Can Tee Marks On Your Driver Be Avoided?
To be honest, keeping your driver away from such tee marks is highly unlikely. As long as your golf swing is taking its full formation, tees are definitely going to leave an actual mark on the driver. Unless you’re using plastic or rubber tees!
Tees are usually made of bamboo, wood, plastic, or rubber. The first two materials are surely going to create marks since they’re so fragile and slack-painted. The remaining two i.e. plastic and rubber cause/leave hardly-visible marks.
So if you really want to keep your driver surface mark-free, choose plastic or rubber tees and those deep tee spots shall be avoided. Or you could also use brown or black tees instead of white ones.
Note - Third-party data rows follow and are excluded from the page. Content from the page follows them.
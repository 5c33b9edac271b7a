//! Database migrations
//!
//! Versioned schema migrations tracked in a `schema_migrations` table.
//! Each migration runs at most once, inside its own transaction.

use crate::core::error::{ChatError, Result};
use rusqlite::Connection;
use tracing::info;

/// Migration version tracking table
const MIGRATION_TABLE: &str = r#"
CREATE TABLE IF NOT EXISTS schema_migrations (
    version INTEGER PRIMARY KEY,
    applied_at DATETIME DEFAULT CURRENT_TIMESTAMP
)
"#;

/// Initial schema migration (version 1)
///
/// Uniqueness of usernames and token keys is enforced here as a backstop;
/// the repositories additionally check inside the writing transaction so
/// violations surface as validation errors rather than constraint failures.
const MIGRATION_V1: &str = r#"
-- Members table (identity + hashed credential)
CREATE TABLE IF NOT EXISTS members (
    id TEXT PRIMARY KEY,
    username TEXT UNIQUE NOT NULL,
    password_hash TEXT NOT NULL,
    created_at TEXT NOT NULL
);

-- Tokens table: one live token per member, key is the bearer credential
CREATE TABLE IF NOT EXISTS tokens (
    key TEXT PRIMARY KEY,
    member_id TEXT UNIQUE NOT NULL,
    created_at TEXT NOT NULL,
    FOREIGN KEY (member_id) REFERENCES members(id) ON DELETE CASCADE
);

-- Shared chat message feed
CREATE TABLE IF NOT EXISTS messages (
    id TEXT PRIMARY KEY,
    member_id TEXT NOT NULL,
    content TEXT NOT NULL,
    created_at TEXT NOT NULL,
    FOREIGN KEY (member_id) REFERENCES members(id) ON DELETE CASCADE
);

CREATE INDEX IF NOT EXISTS idx_messages_created_at ON messages(created_at);
"#;

/// All migrations in version order
const MIGRATIONS: &[(i64, &str)] = &[(1, MIGRATION_V1)];

/// Run all pending migrations
pub fn run_migrations(conn: &Connection) -> Result<()> {
    conn.execute_batch(MIGRATION_TABLE)
        .map_err(ChatError::DatabaseError)?;

    let current_version: i64 = conn
        .query_row(
            "SELECT COALESCE(MAX(version), 0) FROM schema_migrations",
            [],
            |row| row.get(0),
        )
        .map_err(ChatError::DatabaseError)?;

    for (version, sql) in MIGRATIONS {
        if *version <= current_version {
            continue;
        }

        info!(version = version, "Applying database migration");

        conn.execute_batch(&format!(
            "BEGIN;\n{}\nINSERT INTO schema_migrations (version) VALUES ({});\nCOMMIT;",
            sql, version
        ))
        .map_err(ChatError::DatabaseError)?;
    }

    Ok(())
}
Technology-geared drivers – best drivers of all time – are all about hitting faster, harder, and longer. And it’s in your best interest to make the most of all that advanced modern technology. At the same time then, proper cleaning and regular maintenance are a part of the deal if you want your precious, premium golf driver to last for YEARS to come.
Related: High-Performance, Budget Drivers
Cleaning is a must to get rid of grass, mud, and whatnot that cling to the impact surface after every round of golf. And tee marks are not to be treated any differently, they can and do make your golf driver look dirty and ugly instead of brand new and shiny.